Your instructions
Which lines of the entries below hold the word "HalfOpen"? Report each of them.

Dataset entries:
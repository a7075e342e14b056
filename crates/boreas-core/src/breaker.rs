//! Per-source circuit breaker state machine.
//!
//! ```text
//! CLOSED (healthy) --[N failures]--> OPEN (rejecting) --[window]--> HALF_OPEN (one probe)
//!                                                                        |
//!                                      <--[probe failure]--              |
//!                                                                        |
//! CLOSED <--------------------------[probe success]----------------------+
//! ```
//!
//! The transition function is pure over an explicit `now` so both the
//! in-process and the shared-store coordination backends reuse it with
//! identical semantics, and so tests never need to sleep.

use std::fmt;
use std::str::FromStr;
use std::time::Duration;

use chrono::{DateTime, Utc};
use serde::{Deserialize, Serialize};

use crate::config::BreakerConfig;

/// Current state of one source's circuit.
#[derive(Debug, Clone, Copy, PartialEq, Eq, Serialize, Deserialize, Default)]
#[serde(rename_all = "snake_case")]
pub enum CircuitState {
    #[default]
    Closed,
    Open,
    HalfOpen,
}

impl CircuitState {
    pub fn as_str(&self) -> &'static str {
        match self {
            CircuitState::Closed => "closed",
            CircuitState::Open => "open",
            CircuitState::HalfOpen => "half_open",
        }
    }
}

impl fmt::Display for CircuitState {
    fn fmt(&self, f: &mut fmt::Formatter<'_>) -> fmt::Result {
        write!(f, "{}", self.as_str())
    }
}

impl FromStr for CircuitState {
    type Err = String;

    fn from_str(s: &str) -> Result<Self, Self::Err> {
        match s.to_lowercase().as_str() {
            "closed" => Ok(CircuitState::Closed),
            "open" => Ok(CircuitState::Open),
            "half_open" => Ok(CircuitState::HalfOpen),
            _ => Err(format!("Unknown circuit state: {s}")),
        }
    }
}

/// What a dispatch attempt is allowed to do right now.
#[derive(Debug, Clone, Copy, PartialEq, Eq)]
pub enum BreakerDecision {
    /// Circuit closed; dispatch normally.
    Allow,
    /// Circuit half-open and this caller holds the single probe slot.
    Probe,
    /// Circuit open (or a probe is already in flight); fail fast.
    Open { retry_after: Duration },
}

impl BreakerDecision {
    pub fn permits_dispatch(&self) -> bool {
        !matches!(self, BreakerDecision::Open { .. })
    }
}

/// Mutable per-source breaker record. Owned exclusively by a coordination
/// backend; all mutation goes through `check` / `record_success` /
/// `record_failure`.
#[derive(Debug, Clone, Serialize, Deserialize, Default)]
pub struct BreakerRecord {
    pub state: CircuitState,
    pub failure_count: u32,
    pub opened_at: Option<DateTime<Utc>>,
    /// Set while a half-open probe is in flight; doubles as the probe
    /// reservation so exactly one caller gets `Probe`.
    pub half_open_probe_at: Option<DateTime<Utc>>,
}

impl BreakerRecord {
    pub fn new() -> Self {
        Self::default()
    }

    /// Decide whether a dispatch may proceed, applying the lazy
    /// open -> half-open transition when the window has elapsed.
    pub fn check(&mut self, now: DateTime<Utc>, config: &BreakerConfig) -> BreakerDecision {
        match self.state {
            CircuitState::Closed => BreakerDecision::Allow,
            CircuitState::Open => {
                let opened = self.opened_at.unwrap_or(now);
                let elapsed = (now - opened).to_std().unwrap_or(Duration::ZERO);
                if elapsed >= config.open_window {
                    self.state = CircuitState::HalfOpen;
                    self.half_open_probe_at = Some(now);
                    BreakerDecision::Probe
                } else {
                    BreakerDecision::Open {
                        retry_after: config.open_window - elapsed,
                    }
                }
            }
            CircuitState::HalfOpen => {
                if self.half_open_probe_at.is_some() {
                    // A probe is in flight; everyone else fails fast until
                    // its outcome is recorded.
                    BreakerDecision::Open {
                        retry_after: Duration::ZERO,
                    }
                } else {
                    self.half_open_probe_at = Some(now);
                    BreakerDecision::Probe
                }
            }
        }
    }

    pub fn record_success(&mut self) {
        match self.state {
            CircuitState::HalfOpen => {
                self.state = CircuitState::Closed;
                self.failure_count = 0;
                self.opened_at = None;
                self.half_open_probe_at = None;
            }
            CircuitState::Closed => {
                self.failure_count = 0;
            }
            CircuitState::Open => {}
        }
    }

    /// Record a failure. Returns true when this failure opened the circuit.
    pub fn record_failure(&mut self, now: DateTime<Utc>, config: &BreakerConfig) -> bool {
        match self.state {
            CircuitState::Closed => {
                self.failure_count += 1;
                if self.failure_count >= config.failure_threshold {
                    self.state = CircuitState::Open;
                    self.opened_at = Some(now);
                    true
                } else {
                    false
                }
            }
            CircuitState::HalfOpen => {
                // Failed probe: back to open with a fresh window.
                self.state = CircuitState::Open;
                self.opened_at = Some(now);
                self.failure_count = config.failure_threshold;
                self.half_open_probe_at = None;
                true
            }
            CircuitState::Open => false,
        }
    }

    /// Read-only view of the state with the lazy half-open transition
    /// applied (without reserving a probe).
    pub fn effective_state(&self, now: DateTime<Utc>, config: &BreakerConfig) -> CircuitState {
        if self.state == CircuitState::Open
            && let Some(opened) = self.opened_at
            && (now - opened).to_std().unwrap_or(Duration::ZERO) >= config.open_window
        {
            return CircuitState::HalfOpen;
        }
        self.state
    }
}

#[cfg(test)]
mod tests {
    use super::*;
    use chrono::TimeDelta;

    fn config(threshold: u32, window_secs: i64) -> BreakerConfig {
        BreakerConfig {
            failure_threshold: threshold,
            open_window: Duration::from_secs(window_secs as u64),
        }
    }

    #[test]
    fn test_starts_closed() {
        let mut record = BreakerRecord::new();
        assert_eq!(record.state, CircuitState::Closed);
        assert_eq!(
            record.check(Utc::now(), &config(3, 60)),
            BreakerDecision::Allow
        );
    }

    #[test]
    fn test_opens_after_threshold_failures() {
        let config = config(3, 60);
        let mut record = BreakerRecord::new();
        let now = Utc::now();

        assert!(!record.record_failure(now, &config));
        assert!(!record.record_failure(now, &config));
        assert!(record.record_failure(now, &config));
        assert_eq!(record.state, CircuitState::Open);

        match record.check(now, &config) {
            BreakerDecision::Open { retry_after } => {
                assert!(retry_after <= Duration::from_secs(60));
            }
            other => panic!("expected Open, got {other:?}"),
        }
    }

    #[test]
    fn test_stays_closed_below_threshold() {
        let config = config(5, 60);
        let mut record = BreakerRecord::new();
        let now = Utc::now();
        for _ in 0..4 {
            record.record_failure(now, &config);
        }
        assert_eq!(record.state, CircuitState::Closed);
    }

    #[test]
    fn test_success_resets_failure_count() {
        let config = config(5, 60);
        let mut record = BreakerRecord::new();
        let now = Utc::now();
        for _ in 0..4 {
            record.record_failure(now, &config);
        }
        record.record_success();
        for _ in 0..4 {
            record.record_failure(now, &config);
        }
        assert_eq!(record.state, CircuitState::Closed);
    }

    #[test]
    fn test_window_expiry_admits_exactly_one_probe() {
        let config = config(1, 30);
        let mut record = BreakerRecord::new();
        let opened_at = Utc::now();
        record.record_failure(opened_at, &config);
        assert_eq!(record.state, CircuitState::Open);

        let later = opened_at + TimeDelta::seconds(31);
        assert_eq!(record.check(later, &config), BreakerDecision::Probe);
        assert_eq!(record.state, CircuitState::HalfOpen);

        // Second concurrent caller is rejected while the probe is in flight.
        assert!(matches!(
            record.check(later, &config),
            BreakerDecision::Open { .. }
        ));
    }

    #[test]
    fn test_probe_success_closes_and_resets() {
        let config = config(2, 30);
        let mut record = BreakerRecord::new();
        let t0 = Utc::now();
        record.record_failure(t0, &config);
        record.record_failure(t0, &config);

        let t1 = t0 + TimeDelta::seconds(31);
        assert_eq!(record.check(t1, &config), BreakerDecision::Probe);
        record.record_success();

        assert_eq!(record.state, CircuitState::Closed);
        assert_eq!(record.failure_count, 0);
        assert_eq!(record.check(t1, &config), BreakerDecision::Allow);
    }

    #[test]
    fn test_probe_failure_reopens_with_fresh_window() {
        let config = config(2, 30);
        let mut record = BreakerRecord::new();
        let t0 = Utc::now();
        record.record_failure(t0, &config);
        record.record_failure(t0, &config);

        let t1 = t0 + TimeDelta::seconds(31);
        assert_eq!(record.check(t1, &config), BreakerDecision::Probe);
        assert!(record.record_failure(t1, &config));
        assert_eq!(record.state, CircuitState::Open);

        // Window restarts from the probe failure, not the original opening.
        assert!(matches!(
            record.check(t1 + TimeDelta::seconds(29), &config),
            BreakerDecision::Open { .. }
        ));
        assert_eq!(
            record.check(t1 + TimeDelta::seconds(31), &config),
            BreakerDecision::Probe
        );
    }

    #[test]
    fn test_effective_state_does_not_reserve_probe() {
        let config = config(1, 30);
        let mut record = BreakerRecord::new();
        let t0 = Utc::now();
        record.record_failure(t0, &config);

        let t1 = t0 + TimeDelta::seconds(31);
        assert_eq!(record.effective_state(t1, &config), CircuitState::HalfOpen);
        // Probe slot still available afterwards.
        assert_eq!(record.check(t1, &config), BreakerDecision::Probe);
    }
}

Response area
    HalfOpen,
            CircuitState::HalfOpen => "half_open",
            "half_open" => Ok(CircuitState::HalfOpen),
                    self.state = CircuitState::HalfOpen;
            CircuitState::HalfOpen => {
            CircuitState::HalfOpen => {
            CircuitState::HalfOpen => {
            return CircuitState::HalfOpen;
        assert_eq!(record.state, CircuitState::HalfOpen);
        assert_eq!(record.effective_state(t1, &config), CircuitState::HalfOpen);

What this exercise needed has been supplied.